Cross-entropy loss is used to compare two distributions, predicted one and ground truth. 

When predicting one-out-of-many categories the loss formula greatly simplifies, because the true distribution is one-point mass. Also, it is better to use class indices rather than one-hot-encoded vectors! Essentially **lookups replace vector multplications**!

---


To compute Categorical Cross Entropy Loss, we need only

*   Logits: log-probabilities from network output (unnormalized last layer!), of shape [batch_size,n_classes]
*   True labels, of shape [batch_size]

Note this is much more efficient than pushing trough softmax and applying standard cross-entropy next.

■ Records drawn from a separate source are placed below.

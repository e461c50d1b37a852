use crossterm::event::{KeyCode, KeyEvent};

use crate::model::Layout;
use crate::ops::guard;
use crate::ops::view::Filter;
use crate::tui::app::{App, LineInput, Mode};

pub(super) fn handle_navigate(app: &mut App, key: KeyEvent) {
    match key.code {
        KeyCode::Char('q') => app.should_quit = true,

        KeyCode::Char('a') => {
            app.add_input.clear();
            app.add_priority = app.session.defaults().priority;
            app.mode = Mode::Add;
        }

        KeyCode::Up | KeyCode::Char('k') => {
            app.cursor = app.cursor.saturating_sub(1);
        }
        KeyCode::Down | KeyCode::Char('j') => {
            app.cursor += 1;
            app.clamp_cursor();
        }
        KeyCode::Home | KeyCode::Char('g') => app.cursor = 0,
        KeyCode::End | KeyCode::Char('G') => {
            app.cursor = app.shown_tasks().len().saturating_sub(1);
        }

        KeyCode::Left | KeyCode::Char('h') if app.layout == Layout::Board => {
            move_column(app, -1);
        }
        KeyCode::Right | KeyCode::Char('l') if app.layout == Layout::Board => {
            move_column(app, 1);
        }

        KeyCode::Char('f') => {
            let next = app.session.filter().cycle();
            app.set_filter(next);
        }
        KeyCode::Char('v') => {
            app.layout = app.layout.toggle();
            app.clamp_cursor();
        }

        KeyCode::Char(' ') | KeyCode::Char('x') => toggle_selected(app),
        KeyCode::Char('e') | KeyCode::Enter => start_edit(app),
        KeyCode::Char('d') | KeyCode::Delete => delete_selected(app),
        KeyCode::Char('C') => clear_completed(app),

        _ => {}
    }
}

/// Focus the neighbouring board column, stopping at the edges
fn move_column(app: &mut App, delta: isize) {
    let current = Filter::ALL
        .iter()
        .position(|f| *f == app.session.filter())
        .unwrap_or(0) as isize;
    let next = (current + delta).clamp(0, Filter::ALL.len() as isize - 1) as usize;
    app.set_filter(Filter::ALL[next]);
}

fn toggle_selected(app: &mut App) {
    let Some(id) = app.selected_id() else {
        return;
    };
    if let Err(e) = app.session.toggle(&id) {
        app.status = Some(e.to_string());
        return;
    }
    // The task may have left the focused column
    if app.shown_tasks().iter().any(|t| t.id == id) {
        app.select(&id);
    }
    app.clamp_cursor();
}

fn start_edit(app: &mut App) {
    let Some(id) = app.selected_id() else {
        return;
    };
    let Some(task) = app.session.find(&id) else {
        return;
    };
    // The field shows what the board shows: stored text, decoded once
    let text = guard::decode_entities(&task.text);
    if let Err(e) = app.session.start_edit(&id) {
        app.status = Some(e.to_string());
        return;
    }
    app.edit_input = LineInput::with_text(text);
    app.session.set_buffer(app.edit_input.text.clone());
    app.mode = Mode::Edit;
}

fn delete_selected(app: &mut App) {
    let Some(id) = app.selected_id() else {
        return;
    };
    if let Err(e) = app.session.delete(&id) {
        app.status = Some(e.to_string());
    }
    app.clamp_cursor();
}

fn clear_completed(app: &mut App) {
    let removed = app.session.clear_completed();
    app.status = Some(match removed {
        0 => "no completed tasks".to_string(),
        1 => "cleared 1 completed task".to_string(),
        n => format!("cleared {} completed tasks", n),
    });
    app.clamp_cursor();
}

We discuss **custom implementation** because 


*   it is actually simple (log-sum-exp and lookupup, that's it!), but saidly not well known
*   tensorflow has bugs when it comes to its second derivative https://github.com/andrewharp/tensorflow/commit/42add47d50ae7572dbd3a4b69711b800a429ec1b

## TF bug

In [1]:
%tensorflow_version 1.x

import tensorflow as tf

tf.reset_default_graph()

n_batch = 1
n_classes = 10

labels = tf.random.uniform(shape=[n_batch],minval=0,maxval=n_classes,dtype=tf.int32)
logits = tf.random.normal(shape=[n_batch,n_classes])

loss = tf.nn.sparse_softmax_cross_entropy_with_logits(labels=labels,logits=logits)
loss = tf.reduce_mean(loss)

tf.hessians(loss,logits)

TensorFlow 1.x selected.


LookupError: ignored

## Custom implementation



In [0]:
## implementation

def SparseCategoricalCrossentropy(labels,logits):
  ''' labels: shape [n_batch] contains true classes as numbers from 0 to n_classes-1
      logits: shape [n_batch,n_classes], predicted log probabilities '''
  Z = tf.reduce_logsumexp(logits,axis=-1)
  lookup_labels = tf.stack([tf.range(tf.shape(labels)[0]),tf.cast(labels,tf.int32)],1)
  true_logits = tf.gather_nd(logits,lookup_labels,batch_dims=0)
  return -true_logits + Z

In [3]:
## test it gives same results as TF 

loss1 = SparseCategoricalCrossentropy(labels,logits)
loss1 = tf.reduce_mean(loss1)

with tf.Session() as sess:
  sess.run(tf.global_variables_initializer())
  val = sess.run([loss,loss1])
  print(val)

Instructions for updating:
Use tf.where in 2.0, which has the same broadcast rule as np.where
[1.0842774, 1.0842774]